Hyperpolarization-activated inward current in embryonic chick cardiac myocytes: developmental changes and modulation by isoproterenol and carbachol

Abstract

Modulation of the hyperpolarization-activated inward current (I f) in embryonic chick ventricular myocytes was examined using whole-cell voltage-clamp. Long (3 s) hyperpolarizing pulses were applied from a holding potential of −30 mV to steps of −40 to − 120 mV. I f was marked in 3-day-old cells, diminished at 10 days, and was almost completely gone at 17 days. I f current density (at −120 mV) was −6.7 ± 1.3 (3 days), −3.3 ± 1.0 (10 days), and −2.0 ± 0.5 pA/pF (17 days).
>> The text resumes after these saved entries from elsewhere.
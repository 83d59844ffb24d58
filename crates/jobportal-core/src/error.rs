//! Unified error types for all layers of the application.

use serde::{Deserialize, Serialize};
use std::fmt::Debug;
use thiserror::Error;

/// Unified error type for the JobPortal API.
///
/// Domain and presentation errors map to an HTTP status through
/// [`JobPortalError::status_code`]. Cache errors never leave the cache
/// layer; they exist so backends can report failures to the store, which
/// degrades them to misses.
#[derive(Error, Debug)]
pub enum JobPortalError {
    // ============ Domain Errors ============
    /// Resource not found
    #[error("Resource not found: {resource_type} with id {id}")]
    NotFound {
        resource_type: &'static str,
        id: String,
    },

    /// Validation error
    #[error("Validation error: {0}")]
    Validation(String),

    /// Conflict error (e.g., duplicate application)
    #[error("Conflict: {0}")]
    Conflict(String),

    // ============ Authentication/Authorization Errors ============
    /// Unauthorized access
    #[error("Unauthorized: {0}")]
    Unauthorized(String),

    /// Forbidden access
    #[error("Forbidden: {0}")]
    Forbidden(String),

    /// Invalid token
    #[error("Invalid token: {0}")]
    InvalidToken(String),

    // ============ Infrastructure Errors ============
    /// Configuration error
    #[error("Configuration error: {0}")]
    Configuration(String),

    /// Redis/Cache error
    #[error("Cache error: {0}")]
    Cache(String),

    /// Timeout error
    #[error("Operation timed out: {0}")]
    Timeout(String),

    // ============ Internal Errors ============
    /// Internal error
    #[error("Internal error: {0}")]
    Internal(String),
}

impl JobPortalError {
    /// Returns the HTTP status code for this error.
    #[must_use]
    pub const fn status_code(&self) -> u16 {
        match self {
            Self::NotFound { .. } => 404,
            Self::Validation(_) => 400,
            Self::Conflict(_) => 409,
            Self::Unauthorized(_) | Self::InvalidToken(_) => 401,
            Self::Forbidden(_) => 403,
            Self::Timeout(_) => 503,
            Self::Configuration(_) | Self::Cache(_) | Self::Internal(_) => 500,
        }
    }

    /// Returns a machine-readable error code.
    #[must_use]
    pub const fn error_code(&self) -> &'static str {
        match self {
            Self::NotFound { .. } => "NOT_FOUND",
            Self::Validation(_) => "VALIDATION_ERROR",
            Self::Conflict(_) => "CONFLICT",
            Self::Unauthorized(_) => "UNAUTHORIZED",
            Self::Forbidden(_) => "FORBIDDEN",
            Self::InvalidToken(_) => "INVALID_TOKEN",
            Self::Configuration(_) => "CONFIGURATION_ERROR",
            Self::Cache(_) => "CACHE_ERROR",
            Self::Timeout(_) => "TIMEOUT",
            Self::Internal(_) => "INTERNAL_ERROR",
        }
    }

    /// Creates a not found error for a resource.
    #[must_use]
    pub fn not_found<T: ToString>(resource_type: &'static str, id: T) -> Self {
        Self::NotFound {
            resource_type,
            id: id.to_string(),
        }
    }

    /// Creates a validation error.
    #[must_use]
    pub fn validation<T: Into<String>>(message: T) -> Self {
        Self::Validation(message.into())
    }

    /// Creates a conflict error.
    #[must_use]
    pub fn conflict<T: Into<String>>(message: T) -> Self {
        Self::Conflict(message.into())
    }

    /// Creates an unauthorized error.
    #[must_use]
    pub fn unauthorized<T: Into<String>>(message: T) -> Self {
        Self::Unauthorized(message.into())
    }

    /// Creates a forbidden error.
    #[must_use]
    pub fn forbidden<T: Into<String>>(message: T) -> Self {
        Self::Forbidden(message.into())
    }

    /// Creates a cache error.
    #[must_use]
    pub fn cache<T: Into<String>>(message: T) -> Self {
        Self::Cache(message.into())
    }

    /// Creates an internal error.
    #[must_use]
    pub fn internal<T: Into<String>>(message: T) -> Self {
        Self::Internal(message.into())
    }
}

impl From<serde_json::Error> for JobPortalError {
    fn from(err: serde_json::Error) -> Self {
        Self::Internal(format!("JSON serialization error: {}", err))
    }
}

/// Serializable error payload for API responses.
#[derive(Debug, Clone, Serialize, Deserialize)]
pub struct ErrorResponse {
    /// Machine-readable error code
    pub code: String,
    /// Human-readable error message
    pub message: String,
}

impl ErrorResponse {
    /// Creates a new error response from a `JobPortalError`.
    #[must_use]
    pub fn from_error(error: &JobPortalError) -> Self {
        Self {
            code: error.error_code().to_string(),
            message: error.to_string(),
        }
    }
}

impl From<&JobPortalError> for ErrorResponse {
    fn from(error: &JobPortalError) -> Self {
        Self::from_error(error)
    }
}
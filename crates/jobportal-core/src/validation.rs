//! Validation utilities.

use crate::JobPortalError;
use validator::{Validate, ValidationErrors};

/// Extension trait for validation.
pub trait ValidateExt: Validate {
    /// Validates the struct and returns a `JobPortalError` on failure.
    fn validate_request(&self) -> Result<(), JobPortalError> {
        self.validate().map_err(validation_errors_to_error)
    }
}

impl<T: Validate> ValidateExt for T {}

/// Flattens `validator::ValidationErrors` into a single validation error.
#[must_use]
pub fn validation_errors_to_error(errors: ValidationErrors) -> JobPortalError {
    let mut messages: Vec<String> = errors
        .field_errors()
        .iter()
        .flat_map(|(field, errors)| {
            errors.iter().map(move |error| {
                let message = error
                    .message
                    .as_ref()
                    .map_or_else(|| error.code.to_string(), ToString::to_string);
                format!("{}: {}", field, message)
            })
        })
        .collect();
    messages.sort();

    JobPortalError::Validation(messages.join("; "))
}

/// Common validation functions.
pub mod rules {
    use validator::ValidationError;

    /// Validates that a string is not blank (not empty after trimming).
    pub fn not_blank(value: &str) -> Result<(), ValidationError> {
        if value.trim().is_empty() {
            return Err(ValidationError::new("not_blank"));
        }
        Ok(())
    }
}
//! User DTOs.

use serde::{Deserialize, Serialize};
use validator::Validate;

/// Request to update the caller's profile. Absent fields are left unchanged.
#[derive(Debug, Clone, Default, Serialize, Deserialize, Validate)]
pub struct UpdateProfileRequest {
    #[validate(length(min = 1, max = 100))]
    pub full_name: Option<String>,

    #[validate(email(message = "Invalid email address"))]
    pub email: Option<String>,

    #[validate(length(max = 32))]
    pub phone_number: Option<String>,

    #[validate(length(max = 1000, message = "Bio cannot exceed 1000 characters"))]
    pub bio: Option<String>,

    pub skills: Option<Vec<String>>,
}
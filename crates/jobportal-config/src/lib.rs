//! # JobPortal Config
//!
//! Configuration management for the JobPortal API.
//! Supports layered configuration from files and environment variables.

mod app_config;
mod loader;
mod ttl;

pub use app_config::*;
pub use loader::*;
pub use ttl::*;
//! Redis cache backend.

use crate::CacheBackend;
use async_trait::async_trait;
use deadpool_redis::{redis::AsyncCommands, Config, Pool, Runtime};
use jobportal_config::RedisConfig;
use jobportal_core::{JobPortalError, JobPortalResult};
use std::time::Duration;
use tracing::{debug, info};

/// Redis-backed cache.
///
/// Every key is stored under `key_prefix`, so prefix deletes and `clear`
/// never touch data owned by other applications sharing the instance.
pub struct RedisBackend {
    pool: Pool,
    key_prefix: String,
}

impl RedisBackend {
    /// Builds the connection pool.
    ///
    /// No connection is opened here; call [`CacheBackend::ping`] to probe.
    pub fn connect(config: &RedisConfig) -> JobPortalResult<Self> {
        info!("Creating Redis connection pool for response cache...");

        let pool = Config::from_url(&config.url)
            .builder()
            .map_err(|e| JobPortalError::Configuration(format!("Invalid Redis config: {}", e)))?
            .max_size(config.pool_size)
            .runtime(Runtime::Tokio1)
            .wait_timeout(Some(config.connect_timeout()))
            .create_timeout(Some(config.connect_timeout()))
            .recycle_timeout(Some(config.connect_timeout()))
            .build()
            .map_err(|e| JobPortalError::Configuration(format!("Failed to create Redis pool: {}", e)))?;

        Ok(Self {
            pool,
            key_prefix: config.key_prefix.clone(),
        })
    }

    fn namespaced(&self, key: &str) -> String {
        format!("{}{}", self.key_prefix, key)
    }

    async fn get_conn(&self) -> JobPortalResult<deadpool_redis::Connection> {
        self.pool
            .get()
            .await
            .map_err(|e| JobPortalError::cache(format!("Failed to get Redis connection: {}", e)))
    }
}

/// `PSETEX` expiry for `ttl`. Redis rejects zero, so the floor is 1ms.
fn expiry_millis(ttl: Duration) -> u64 {
    u64::try_from(ttl.as_millis()).unwrap_or(u64::MAX).max(1)
}

/// Escapes glob metacharacters so `KEYS` matches `literal` verbatim.
fn escape_glob(literal: &str) -> String {
    let mut escaped = String::with_capacity(literal.len());
    for c in literal.chars() {
        if matches!(c, '*' | '?' | '[' | ']' | '\\') {
            escaped.push('\\');
        }
        escaped.push(c);
    }
    escaped
}

#[async_trait]
impl CacheBackend for RedisBackend {
    fn name(&self) -> &'static str {
        "redis"
    }

    async fn get(&self, key: &str) -> JobPortalResult<Option<String>> {
        let mut conn = self.get_conn().await?;
        let value: Option<String> = conn.get(self.namespaced(key)).await.map_err(|e| {
            JobPortalError::cache(format!("Failed to get key '{}': {}", key, e))
        })?;
        Ok(value)
    }

    async fn set(&self, key: &str, value: &str, ttl: Duration) -> JobPortalResult<()> {
        let mut conn = self.get_conn().await?;
        let ttl_ms = expiry_millis(ttl);

        conn.pset_ex::<_, _, ()>(self.namespaced(key), value, ttl_ms)
            .await
            .map_err(|e| JobPortalError::cache(format!("Failed to set key '{}': {}", key, e)))?;

        debug!("Cached key '{}' in Redis with TTL {}ms", key, ttl_ms);
        Ok(())
    }

    async fn delete_by_prefix(&self, prefix: &str) -> JobPortalResult<u64> {
        let mut conn = self.get_conn().await?;
        let pattern = format!("{}*", escape_glob(&self.namespaced(prefix)));

        // KEYS blocks Redis for the scan; the cache namespace is small.
        let keys: Vec<String> = deadpool_redis::redis::cmd("KEYS")
            .arg(&pattern)
            .query_async(&mut conn)
            .await
            .map_err(|e| JobPortalError::cache(format!("Failed to scan keys: {}", e)))?;

        if keys.is_empty() {
            return Ok(0);
        }

        let deleted: i64 = conn
            .del(&keys)
            .await
            .map_err(|e| JobPortalError::cache(format!("Failed to delete keys: {}", e)))?;

        debug!("Deleted {} Redis keys matching '{}'", deleted, pattern);
        Ok(u64::try_from(deleted).unwrap_or(0))
    }

    async fn clear(&self) -> JobPortalResult<()> {
        self.delete_by_prefix("").await.map(|_| ())
    }

    async fn ping(&self) -> JobPortalResult<()> {
        let mut conn = self.get_conn().await?;
        deadpool_redis::redis::cmd("PING")
            .query_async::<String>(&mut conn)
            .await
            .map_err(|e| JobPortalError::cache(format!("Redis PING failed: {}", e)))?;
        Ok(())
    }

    async fn shutdown(&self) {
        self.pool.close();
        info!("Redis connection pool closed");
    }
}
//! Server startup utilities.

use tokio::signal;
use tracing::{info, warn};

/// Prints the startup banner.
pub fn print_banner() {
    info!(
        r"
       __      __    ____             __        __
      / /___  / /_  / __ \____  _____/ /_____ _/ /
 __  / / __ \/ __ \/ /_/ / __ \/ ___/ __/ __ `/ /
/ /_/ / /_/ / /_/ / ____/ /_/ / /  / /_/ /_/ / /
\____/\____/_.___/_/    \____/_/   \__/\__,_/_/
    "
    );
}

/// Prints server startup information.
pub fn print_startup_info(addr: &str, cache_backend: &str) {
    let separator = "=".repeat(60);
    info!("{}", separator);
    info!("REST API:  http://{}/api/v1", addr);
    info!("Health:    http://{}/health", addr);
    info!("Cache:     http://{}/health/cache ({})", addr, cache_backend);
    info!("{}", separator);
}

/// Completes on Ctrl+C or SIGTERM.
pub async fn shutdown_signal() {
    let ctrl_c = async {
        if let Err(e) = signal::ctrl_c().await {
            warn!("Failed to listen for Ctrl+C: {}", e);
            std::future::pending::<()>().await;
        }
    };

    #[cfg(unix)]
    let terminate = async {
        match signal::unix::signal(signal::unix::SignalKind::terminate()) {
            Ok(mut stream) => {
                stream.recv().await;
            }
            Err(e) => {
                warn!("Failed to install SIGTERM handler: {}", e);
                std::future::pending::<()>().await;
            }
        }
    };

    #[cfg(not(unix))]
    let terminate = std::future::pending::<()>();

    tokio::select! {
        () = ctrl_c => {
            info!("Received Ctrl+C, initiating graceful shutdown...");
        }
        () = terminate => {
            info!("Received terminate signal, initiating graceful shutdown...");
        }
    }
}

#[cfg(test)]
mod tests {
    use super::*;

    #[test]
    fn test_print_banner_does_not_panic() {
        let _ = tracing_subscriber::fmt::try_init();
        print_banner();
    }

    #[test]
    fn test_print_startup_info_does_not_panic() {
        let _ = tracing_subscriber::fmt::try_init();
        print_startup_info("0.0.0.0:8000", "memory");
    }
}
//! Request logging middleware.

use axum::{body::Body, http::Request, middleware::Next, response::Response};
use std::time::Instant;
use tracing::info;

/// Request logging middleware.
pub async fn logging_middleware(request: Request<Body>, next: Next) -> Response {
    let method = request.method().clone();
    let uri = request.uri().clone();
    let start = Instant::now();

    let response = next.run(request).await;

    info!(
        target: "http",
        method = %method,
        uri = %uri,
        status = %response.status().as_u16(),
        duration_ms = %start.elapsed().as_millis(),
        "HTTP request completed"
    );

    response
}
I f reduction paralleled the decrease in spontaneous activity. In 3-day cells, the threshold potential was −50 to −60 mV, and the reversal potential was −13.4 ± 1.3 mV. The time course of activation was fitted by a single exponential and was temperature dependent: τ was 1.3 ± 0.4 s at 20°C(and 0.7 ± 0.4 s at 30°C (at−120 mV). I f amplitude was enhanced by 12.1 ± 1.8% at 30 °C compared with 20°C. Cs + (3 mM) blocked I f and had a negative chronotropic effect (rate decreased by 61%). Isoproterenol (1 μM) caused a positive chronotropic effect (17.1 ± 2.9%) and increased I f by 65.2 ± 5.6%. Carbachol (0.1 μM) had a negative chronotropic effect (26.3 ± 3.4%), and decreased I f by 41.2 ± 1.3%; it also reversed the enhancement produced by isoproterenol. Intracellular application of 100 μM GTP-γS decreased basal I f by 35.2 ± 5.0%, but potentiated the stimulant effect of isoproterenol (by 37.8 ± 4.7%) and the inhibitory effect of carbachol (21.2 ± 4.3%). These results indicate that the I f current may contribute to the pacemaker potential of young embryonic chick heart cells and decreases during development. β-Adrenoceptor agonists stimulate I f, whereas muscarinic cholinergic agonists inhibit I f and reverse β-adrenoceptor stimulation. G proteins may directly and indirectly couple autonomic receptors to I f channels.